▶ [Data section]:
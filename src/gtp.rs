//! GTP wire format: command text, reply classification and `kata-analyze`
//! info lines. Replies start with `=` (success) or `?` (failure), optionally
//! followed by a numeric id, and end with a blank line.

use std::fmt;

use crate::board::{Pos, Stone};

#[derive(Clone, Debug, PartialEq, Eq)]
pub enum Command {
    ProtocolVersion,
    BoardSize(usize),
    ClearBoard,
    Play { stone: Stone, vertex: String },
    Undo,
    GenMove(Stone),
    KataAnalyze { stone: Stone, interval_cs: u32 },
    Quit,
}

impl fmt::Display for Command {
    fn fmt(&self, f: &mut fmt::Formatter<'_>) -> fmt::Result {
        match self {
            Command::ProtocolVersion => write!(f, "protocol_version"),
            Command::BoardSize(n) => write!(f, "boardsize {}", n),
            Command::ClearBoard => write!(f, "clear_board"),
            Command::Play { stone, vertex } => write!(f, "play {} {}", stone.gtp(), vertex),
            Command::Undo => write!(f, "undo"),
            Command::GenMove(stone) => write!(f, "genmove {}", stone.gtp()),
            Command::KataAnalyze { stone, interval_cs } => {
                write!(f, "kata-analyze {} {}", stone.gtp(), interval_cs)
            }
            Command::Quit => write!(f, "quit"),
        }
    }
}

/// One line read from the engine.
#[derive(Clone, Debug, PartialEq, Eq)]
pub enum Line {
    Blank,
    Success(String),
    Failure(String),
    Info(String),
    Other(String),
}

pub fn classify(raw: &str) -> Line {
    let line = raw.trim();
    if line.is_empty() {
        return Line::Blank;
    }
    if let Some(rest) = line.strip_prefix('=') {
        return Line::Success(strip_id(rest));
    }
    if let Some(rest) = line.strip_prefix('?') {
        return Line::Failure(strip_id(rest));
    }
    if line.starts_with("info ") {
        return Line::Info(line.to_string());
    }
    Line::Other(line.to_string())
}

fn strip_id(rest: &str) -> String {
    rest.trim_start_matches(|c: char| c.is_ascii_digit())
        .trim()
        .to_string()
}

/// One candidate from an analysis report.
#[derive(Clone, Debug, PartialEq)]
pub struct Candidate {
    pub pos: Pos,
    pub gtp: String,
    pub visits: u64,
    pub winrate: Option<f32>,
    pub order: usize,
    pub pv: Vec<String>,
}

impl fmt::Display for Candidate {
    fn fmt(&self, f: &mut fmt::Formatter<'_>) -> fmt::Result {
        match self.winrate {
            Some(w) => write!(f, "{} v{} {:.1}%", self.gtp, self.visits, w * 100.0),
            None => write!(f, "{} v{}", self.gtp, self.visits),
        }
    }
}

#[derive(Clone, Debug, PartialEq, Eq)]
pub struct MalformedLine(pub String);

impl fmt::Display for MalformedLine {
    fn fmt(&self, f: &mut fmt::Formatter<'_>) -> fmt::Result {
        write!(f, "malformed analysis line: {}", self.0)
    }
}

const LIST_KEYS: [&str; 3] = ["pv", "pvVisits", "pvEdgeVisits"];

/// Parses one `info move .. visits .. winrate .. order .. pv ..` line, which
/// may hold several `info` segments. Passes are dropped; the result is
/// ordered by the engine's ranking.
pub fn parse_analysis_line(line: &str, size: usize) -> Result<Vec<Candidate>, MalformedLine> {
    let mut candidates = Vec::new();
    for segment in line.split("info ").map(str::trim).filter(|s| !s.is_empty()) {
        let tokens: Vec<&str> = segment.split_whitespace().collect();
        let mut mv = None;
        let mut visits = None;
        let mut winrate = None;
        let mut order = None;
        let mut pv = Vec::new();

        let mut i = 0;
        while i < tokens.len() {
            let key = tokens[i];
            if LIST_KEYS.contains(&key) {
                let mut j = i + 1;
                while j < tokens.len() && !tokens[j].chars().all(|c| c.is_ascii_alphabetic()) {
                    j += 1;
                }
                if key == "pv" {
                    pv = tokens[i + 1..j].iter().map(|s| s.to_string()).collect();
                }
                i = j;
                continue;
            }
            let value = tokens.get(i + 1).copied();
            match key {
                "move" => mv = value,
                "visits" => visits = value.and_then(|v| v.parse::<u64>().ok()),
                "winrate" => winrate = value.and_then(|v| v.parse::<f32>().ok()),
                "order" => order = value.and_then(|v| v.parse::<usize>().ok()),
                _ => {}
            }
            i += 2;
        }

        let mv = mv.ok_or_else(|| MalformedLine(segment.to_string()))?;
        let visits = visits.ok_or_else(|| MalformedLine(segment.to_string()))?;
        if mv.eq_ignore_ascii_case("pass") {
            continue;
        }
        let pos = Pos::from_gtp(mv, size).ok_or_else(|| MalformedLine(segment.to_string()))?;
        candidates.push(Candidate {
            pos,
            gtp: mv.to_ascii_uppercase(),
            visits,
            winrate,
            order: order.unwrap_or(candidates.len()),
            pv,
        });
    }
    candidates.sort_by(|a, b| a.order.cmp(&b.order).then(b.visits.cmp(&a.visits)));
    Ok(candidates)
}

#[cfg(test)]
mod tests {
    use super::*;

    #[test]
    fn test_command_text() {
        assert_eq!(Command::BoardSize(15).to_string(), "boardsize 15");
        assert_eq!(
            Command::Play {
                stone: Stone::White,
                vertex: "H8".into()
            }
            .to_string(),
            "play W H8"
        );
        assert_eq!(
            Command::KataAnalyze {
                stone: Stone::Black,
                interval_cs: 10
            }
            .to_string(),
            "kata-analyze B 10"
        );
    }

    #[test]
    fn test_classify_replies() {
        assert_eq!(classify("= 2"), Line::Success("2".into()));
        assert_eq!(classify("="), Line::Success(String::new()));
        assert_eq!(classify("=7 H8"), Line::Success("H8".into()));
        assert_eq!(classify("? unknown command"), Line::Failure("unknown command".into()));
        assert_eq!(classify("   "), Line::Blank);
        assert!(matches!(classify("info move H8 visits 3"), Line::Info(_)));
        assert!(matches!(classify("KataGo v1.15"), Line::Other(_)));
    }

    #[test]
    fn test_parse_multi_candidate_line() {
        let line = "info move H8 visits 120 utility 0.1 winrate 0.56 order 0 pv H8 J9 G7 \
                    info move J9 visits 40 winrate 0.51 order 1 pv J9 H8 \
                    info move pass visits 2 winrate 0.1 order 2 pv pass";
        let candidates = parse_analysis_line(line, 15).unwrap();
        assert_eq!(candidates.len(), 2);
        assert_eq!(candidates[0].gtp, "H8");
        assert_eq!(candidates[0].pos, Pos::new(7, 7));
        assert_eq!(candidates[0].visits, 120);
        assert_eq!(candidates[0].pv, vec!["H8", "J9", "G7"]);
        assert_eq!(candidates[1].order, 1);
        assert!((candidates[1].winrate.unwrap() - 0.51).abs() < 1e-6);
    }

    #[test]
    fn test_parse_orders_by_rank() {
        let line = "info move A1 visits 5 order 1 pv A1 info move B2 visits 3 order 0 pv B2";
        let candidates = parse_analysis_line(line, 15).unwrap();
        assert_eq!(candidates[0].gtp, "B2");
    }

    #[test]
    fn test_parse_pv_visits_list_is_skipped() {
        let line = "info move H8 visits 10 order 0 pv H8 J9 pvVisits 10 4 winrate 0.6";
        let candidates = parse_analysis_line(line, 15).unwrap();
        assert_eq!(candidates[0].pv, vec!["H8", "J9"]);
        assert!((candidates[0].winrate.unwrap() - 0.6).abs() < 1e-6);
    }

    #[test]
    fn test_parse_rejects_missing_visits() {
        assert!(parse_analysis_line("info move H8 winrate 0.5", 15).is_err());
        assert!(parse_analysis_line("info move Z99 visits 3", 15).is_err());
    }
}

▶ [Exercise objective]: Please copy out each record, character for character.

▶ [Response]:
filename src/gtp.rs
//! GTP wire format: command text, reply classification and `kata-analyze`
//! info lines. Replies start with `=` (success) or `?` (failure), optionally
//! followed by a numeric id, and end with a blank line.

use std::fmt;

use crate::board::{Pos, Stone};

#[derive(Clone, Debug, PartialEq, Eq)]
pub enum Command {
    ProtocolVersion,
    BoardSize(usize),
    ClearBoard,
    Play { stone: Stone, vertex: String },
    Undo,
    GenMove(Stone),
    KataAnalyze { stone: Stone, interval_cs: u32 },
    Quit,
}

impl fmt::Display for Command {
    fn fmt(&self, f: &mut fmt::Formatter<'_>) -> fmt::Result {
        match self {
            Command::ProtocolVersion => write!(f, "protocol_version"),
            Command::BoardSize(n) => write!(f, "boardsize {}", n),
            Command::ClearBoard => write!(f, "clear_board"),
            Command::Play { stone, vertex } => write!(f, "play {} {}", stone.gtp(), vertex),
            Command::Undo => write!(f, "undo"),
            Command::GenMove(stone) => write!(f, "genmove {}", stone.gtp()),
            Command::KataAnalyze { stone, interval_cs } => {
                write!(f, "kata-analyze {} {}", stone.gtp(), interval_cs)
            }
            Command::Quit => write!(f, "quit"),
        }
    }
}

/// One line read from the engine.
#[derive(Clone, Debug, PartialEq, Eq)]
pub enum Line {
    Blank,
    Success(String),
    Failure(String),
    Info(String),
    Other(String),
}

pub fn classify(raw: &str) -> Line {
    let line = raw.trim();
    if line.is_empty() {
        return Line::Blank;
    }
    if let Some(rest) = line.strip_prefix('=') {
        return Line::Success(strip_id(rest));
    }
    if let Some(rest) = line.strip_prefix('?') {
        return Line::Failure(strip_id(rest));
    }
    if line.starts_with("info ") {
        return Line::Info(line.to_string());
    }
    Line::Other(line.to_string())
}

fn strip_id(rest: &str) -> String {
    rest.trim_start_matches(|c: char| c.is_ascii_digit())
        .trim()
        .to_string()
}

/// One candidate from an analysis report.
#[derive(Clone, Debug, PartialEq)]
pub struct Candidate {
    pub pos: Pos,
    pub gtp: String,
    pub visits: u64,
    pub winrate: Option<f32>,
    pub order: usize,
    pub pv: Vec<String>,
}

impl fmt::Display for Candidate {
    fn fmt(&self, f: &mut fmt::Formatter<'_>) -> fmt::Result {
        match self.winrate {
            Some(w) => write!(f, "{} v{} {:.1}%", self.gtp, self.visits, w * 100.0),
            None => write!(f, "{} v{}", self.gtp, self.visits),
        }
    }
}

#[derive(Clone, Debug, PartialEq, Eq)]
pub struct MalformedLine(pub String);

impl fmt::Display for MalformedLine {
    fn fmt(&self, f: &mut fmt::Formatter<'_>) -> fmt::Result {
        write!(f, "malformed analysis line: {}", self.0)
    }
}

const LIST_KEYS: [&str; 3] = ["pv", "pvVisits", "pvEdgeVisits"];

/// Parses one `info move .. visits .. winrate .. order .. pv ..` line, which
/// may hold several `info` segments. Passes are dropped; the result is
/// ordered by the engine's ranking.
pub fn parse_analysis_line(line: &str, size: usize) -> Result<Vec<Candidate>, MalformedLine> {
    let mut candidates = Vec::new();
    for segment in line.split("info ").map(str::trim).filter(|s| !s.is_empty()) {
        let tokens: Vec<&str> = segment.split_whitespace().collect();
        let mut mv = None;
        let mut visits = None;
        let mut winrate = None;
        let mut order = None;
        let mut pv = Vec::new();

        let mut i = 0;
        while i < tokens.len() {
            let key = tokens[i];
            if LIST_KEYS.contains(&key) {
                let mut j = i + 1;
                while j < tokens.len() && !tokens[j].chars().all(|c| c.is_ascii_alphabetic()) {
                    j += 1;
                }
                if key == "pv" {
                    pv = tokens[i + 1..j].iter().map(|s| s.to_string()).collect();
                }
                i = j;
                continue;
            }
            let value = tokens.get(i + 1).copied();
            match key {
                "move" => mv = value,
                "visits" => visits = value.and_then(|v| v.parse::<u64>().ok()),
                "winrate" => winrate = value.and_then(|v| v.parse::<f32>().ok()),
                "order" => order = value.and_then(|v| v.parse::<usize>().ok()),
                _ => {}
            }
            i += 2;
        }

        let mv = mv.ok_or_else(|| MalformedLine(segment.to_string()))?;
        let visits = visits.ok_or_else(|| MalformedLine(segment.to_string()))?;
        if mv.eq_ignore_ascii_case("pass") {
            continue;
        }
        let pos = Pos::from_gtp(mv, size).ok_or_else(|| MalformedLine(segment.to_string()))?;
        candidates.push(Candidate {
            pos,
            gtp: mv.to_ascii_uppercase(),
            visits,
            winrate,
            order: order.unwrap_or(candidates.len()),
            pv,
        });
    }
    candidates.sort_by(|a, b| a.order.cmp(&b.order).then(b.visits.cmp(&a.visits)));
    Ok(candidates)
}

#[cfg(test)]
mod tests {
    use super::*;

    #[test]
    fn test_command_text() {
        assert_eq!(Command::BoardSize(15).to_string(), "boardsize 15");
        assert_eq!(
            Command::Play {
                stone: Stone::White,
                vertex: "H8".into()
            }
            .to_string(),
            "play W H8"
        );
        assert_eq!(
            Command::KataAnalyze {
                stone: Stone::Black,
                interval_cs: 10
            }
            .to_string(),
            "kata-analyze B 10"
        );
    }

    #[test]
    fn test_classify_replies() {
        assert_eq!(classify("= 2"), Line::Success("2".into()));
        assert_eq!(classify("="), Line::Success(String::new()));
        assert_eq!(classify("=7 H8"), Line::Success("H8".into()));
        assert_eq!(classify("? unknown command"), Line::Failure("unknown command".into()));
        assert_eq!(classify("   "), Line::Blank);
        assert!(matches!(classify("info move H8 visits 3"), Line::Info(_)));
        assert!(matches!(classify("KataGo v1.15"), Line::Other(_)));
    }

    #[test]
    fn test_parse_multi_candidate_line() {
        let line = "info move H8 visits 120 utility 0.1 winrate 0.56 order 0 pv H8 J9 G7 \
                    info move J9 visits 40 winrate 0.51 order 1 pv J9 H8 \
                    info move pass visits 2 winrate 0.1 order 2 pv pass";
        let candidates = parse_analysis_line(line, 15).unwrap();
        assert_eq!(candidates.len(), 2);
        assert_eq!(candidates[0].gtp, "H8");
        assert_eq!(candidates[0].pos, Pos::new(7, 7));
        assert_eq!(candidates[0].visits, 120);
        assert_eq!(candidates[0].pv, vec!["H8", "J9", "G7"]);
        assert_eq!(candidates[1].order, 1);
        assert!((candidates[1].winrate.unwrap() - 0.51).abs() < 1e-6);
    }

    #[test]
    fn test_parse_orders_by_rank() {
        let line = "info move A1 visits 5 order 1 pv A1 info move B2 visits 3 order 0 pv B2";
        let candidates = parse_analysis_line(line, 15).unwrap();
        assert_eq!(candidates[0].gtp, "B2");
    }

    #[test]
    fn test_parse_pv_visits_list_is_skipped() {
        let line = "info move H8 visits 10 order 0 pv H8 J9 pvVisits 10 4 winrate 0.6";
        let candidates = parse_analysis_line(line, 15).unwrap();
        assert_eq!(candidates[0].pv, vec!["H8", "J9"]);
        assert!((candidates[0].winrate.unwrap() - 0.6).abs() < 1e-6);
    }

    #[test]
    fn test_parse_rejects_missing_visits() {
        assert!(parse_analysis_line("info move H8 winrate 0.5", 15).is_err());
        assert!(parse_analysis_line("info move Z99 visits 3", 15).is_err());
    }
}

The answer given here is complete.